Stored data

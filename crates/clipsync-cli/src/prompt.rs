//! Interactive prompts for the sync resolver
//!
//! Implements the core's `DecisionProvider` on top of stdin/stdout.

use std::io::{self, Write};

use anyhow::Result;

use clipsync_core::sync::{Candidate, DecisionProvider, SyncKey};

/// Shown whenever an action token is expected
const ACTION_HELP: &str = "[i]gnore, [p]ostpone, [a]dd";

/// Decision provider backed by the terminal
#[derive(Default)]
pub struct CliDecisionProvider;

impl CliDecisionProvider {
    pub fn new() -> Self {
        Self
    }

    fn read_line(&self) -> Result<String> {
        print!("  > ");
        io::stdout().flush()?;

        let mut input = String::new();
        io::stdin().read_line(&mut input)?;
        Ok(input.trim().to_string())
    }
}

impl DecisionProvider for CliDecisionProvider {
    fn choose_action(&mut self, key: &SyncKey) -> Result<String> {
        println!();
        println!(
            "No reference key is known for \"{}\" by \"{}\".",
            key.title, key.author
        );
        println!("Choose an action: {}", ACTION_HELP);
        self.read_line()
    }

    fn choose_candidate(&mut self, key: &SyncKey, candidates: &[Candidate]) -> Result<String> {
        println!();
        if candidates.is_empty() {
            println!("No matching items found.");
        } else {
            println!("Matching items:");
            for candidate in candidates {
                println!("  {}", candidate);
            }
        }
        println!(
            "Select the item key to pair with \"{}\" by \"{}\", or re-issue an action ({}) prefixed with '!':",
            key.title, key.author, ACTION_HELP
        );
        self.read_line()
    }
}
//! End-to-end tests for store recovery and composition: chained payloads,
//! id recycling across simulated crashes, and the last-closed watermark.

use lattice_store::store::{MetaPosition, StoreConfig};
use lattice_store::{DynamicRecordStore, LoadMode, MetadataStore};
use std::time::Duration;
use tempfile::TempDir;

fn config() -> StoreConfig {
    // RUST_LOG=lattice_store=debug surfaces store lifecycle logs in tests.
    let _ = tracing_subscriber::fmt()
        .with_env_filter(tracing_subscriber::EnvFilter::from_default_env())
        .with_test_writer()
        .try_init();
    StoreConfig {
        page_size: 1024,
        ..StoreConfig::default()
    }
}

fn payload(len: usize, seed: u8) -> Vec<u8> {
    (0..len).map(|i| (i as u8).wrapping_mul(seed)).collect()
}

#[test]
fn test_chains_survive_crash_and_ids_are_rebuilt() {
    let dir = TempDir::new().unwrap();
    let path = dir.path().join("values.store");

    let (kept_start, deleted_ids, kept_bytes) = {
        let store = DynamicRecordStore::open(&path, 128, &config()).unwrap();

        // The doomed chain sits below the kept one so its blocks become
        // free-list holes rather than tail space.
        let doomed = store.store_payload(&payload(700, 5), Vec::new()).unwrap();
        let kept_bytes = payload(1000, 3);
        let kept = store.store_payload(&kept_bytes, Vec::new()).unwrap();
        let deleted_ids = store.delete_chain(doomed.start_id()).unwrap();

        store.flush().unwrap();
        (kept.start_id(), deleted_ids, kept_bytes)
        // Dropped without close: the next open must not trust the id file.
    };

    let store = DynamicRecordStore::open(&path, 128, &config()).unwrap();

    // The surviving chain reads back byte for byte.
    let records = store
        .get_records(kept_start, LoadMode::Normal, true)
        .unwrap();
    assert_eq!(store.read_full_byte_array(&records).unwrap(), kept_bytes);

    // Every deleted block id was rediscovered as free and is handed out
    // again before the high id grows.
    let high_id = store.store().high_id();
    let mut recycled: Vec<u64> = (0..deleted_ids.len())
        .map(|_| store.store().next_id().unwrap())
        .collect();
    recycled.sort_unstable();
    let mut expected = deleted_ids.clone();
    expected.sort_unstable();
    assert_eq!(recycled, expected);
    assert_eq!(store.store().next_id().unwrap(), high_id);
}

#[test]
fn test_overwrite_in_place_recycles_blocks() {
    let dir = TempDir::new().unwrap();
    let path = dir.path().join("values.store");
    let store = DynamicRecordStore::open(&path, 64, &config()).unwrap();

    let first = store.store_payload(&payload(400, 7), Vec::new()).unwrap();
    let first_len = first.records.len();

    // Shrink, then grow the same logical value, reusing its blocks.
    let second_bytes = payload(90, 11);
    let second = store.store_payload(&second_bytes, first.records).unwrap();
    assert!(second.records.len() < first_len);
    assert!(!second.released.is_empty());

    let third_bytes = payload(600, 13);
    let third = store.store_payload(&third_bytes, second.records).unwrap();

    let records = store
        .get_records(third.start_id(), LoadMode::Normal, true)
        .unwrap();
    assert_eq!(store.read_full_byte_array(&records).unwrap(), third_bytes);
}

#[test]
fn test_watermark_checkpoint_and_recovery() {
    let dir = TempDir::new().unwrap();
    let path = dir.path().join("meta.store");

    {
        let meta = MetadataStore::open(&path, &config()).unwrap();
        // Transactions 2..=6 close out of order; 8 stays ahead of a gap.
        for tx_id in [3, 2, 5, 4, 6, 8] {
            meta.transaction_closed(tx_id, 2, tx_id * 128);
        }
        assert_eq!(meta.last_closed_transaction_id(), 6);
        assert_eq!(meta.highest_closed_transaction_ever(), 8);
        meta.checkpoint().unwrap();
        // Crash without close.
    }

    let meta = MetadataStore::open(&path, &config()).unwrap();
    // Only the gap-free watermark was durable; the orphaned 8 was not.
    let (tx_id, [log_version, byte_offset]) = meta.last_closed_transaction();
    assert_eq!(tx_id, 6);
    assert_eq!(log_version, 2);
    assert_eq!(byte_offset, 6 * 128);
    assert_eq!(meta.highest_closed_transaction_ever(), 6);

    // Replay continues from the watermark.
    assert!(meta.transaction_closed(7, 2, 7 * 128));
    assert_eq!(meta.last_closed_transaction_id(), 7);
}

#[test]
fn test_concurrent_appliers_and_waiters() {
    use std::sync::Arc;
    use std::thread;

    let dir = TempDir::new().unwrap();
    let meta = Arc::new(MetadataStore::open(&dir.path().join("meta.store"), &config()).unwrap());

    let waiter = {
        let meta = Arc::clone(&meta);
        thread::spawn(move || meta.await_closed_transaction(801, Duration::from_secs(30)))
    };

    let mut appliers = vec![];
    for lane in 0..8u64 {
        let meta = Arc::clone(&meta);
        appliers.push(thread::spawn(move || {
            for round in 0..100u64 {
                let tx_id = round * 8 + lane + 2;
                meta.transaction_closed(tx_id, 0, tx_id);
            }
        }));
    }
    for applier in appliers {
        applier.join().unwrap();
    }
    waiter.join().unwrap().unwrap();
    assert_eq!(meta.last_closed_transaction_id(), 801);
}

#[test]
fn test_store_identity_is_stable_across_sessions() {
    let dir = TempDir::new().unwrap();
    let path = dir.path().join("meta.store");

    let random = {
        let meta = MetadataStore::open(&path, &config()).unwrap();
        let random = meta.get(MetaPosition::RandomId).unwrap();
        meta.close().unwrap();
        random
    };
    for _ in 0..2 {
        let meta = MetadataStore::open(&path, &config()).unwrap();
        assert_eq!(meta.get(MetaPosition::RandomId).unwrap(), random);
        meta.close().unwrap();
    }
}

**Your task:**
The stretch of entries above that starts with the line containing "(kept.start_id(), deleted_ids, kept_bytes)" and goes on through the line containing "assert_eq!(meta.last_closed_transaction_id(), 6);" is to be transcribed exactly, and no other line is to be transcribed.

**Exercise response:**
        (kept.start_id(), deleted_ids, kept_bytes)
        // Dropped without close: the next open must not trust the id file.
    };

    let store = DynamicRecordStore::open(&path, 128, &config()).unwrap();

    // The surviving chain reads back byte for byte.
    let records = store
        .get_records(kept_start, LoadMode::Normal, true)
        .unwrap();
    assert_eq!(store.read_full_byte_array(&records).unwrap(), kept_bytes);

    // Every deleted block id was rediscovered as free and is handed out
    // again before the high id grows.
    let high_id = store.store().high_id();
    let mut recycled: Vec<u64> = (0..deleted_ids.len())
        .map(|_| store.store().next_id().unwrap())
        .collect();
    recycled.sort_unstable();
    let mut expected = deleted_ids.clone();
    expected.sort_unstable();
    assert_eq!(recycled, expected);
    assert_eq!(store.store().next_id().unwrap(), high_id);
}

#[test]
fn test_overwrite_in_place_recycles_blocks() {
    let dir = TempDir::new().unwrap();
    let path = dir.path().join("values.store");
    let store = DynamicRecordStore::open(&path, 64, &config()).unwrap();

    let first = store.store_payload(&payload(400, 7), Vec::new()).unwrap();
    let first_len = first.records.len();

    // Shrink, then grow the same logical value, reusing its blocks.
    let second_bytes = payload(90, 11);
    let second = store.store_payload(&second_bytes, first.records).unwrap();
    assert!(second.records.len() < first_len);
    assert!(!second.released.is_empty());

    let third_bytes = payload(600, 13);
    let third = store.store_payload(&third_bytes, second.records).unwrap();

    let records = store
        .get_records(third.start_id(), LoadMode::Normal, true)
        .unwrap();
    assert_eq!(store.read_full_byte_array(&records).unwrap(), third_bytes);
}

#[test]
fn test_watermark_checkpoint_and_recovery() {
    let dir = TempDir::new().unwrap();
    let path = dir.path().join("meta.store");

    {
        let meta = MetadataStore::open(&path, &config()).unwrap();
        // Transactions 2..=6 close out of order; 8 stays ahead of a gap.
        for tx_id in [3, 2, 5, 4, 6, 8] {
            meta.transaction_closed(tx_id, 2, tx_id * 128);
        }
        assert_eq!(meta.last_closed_transaction_id(), 6);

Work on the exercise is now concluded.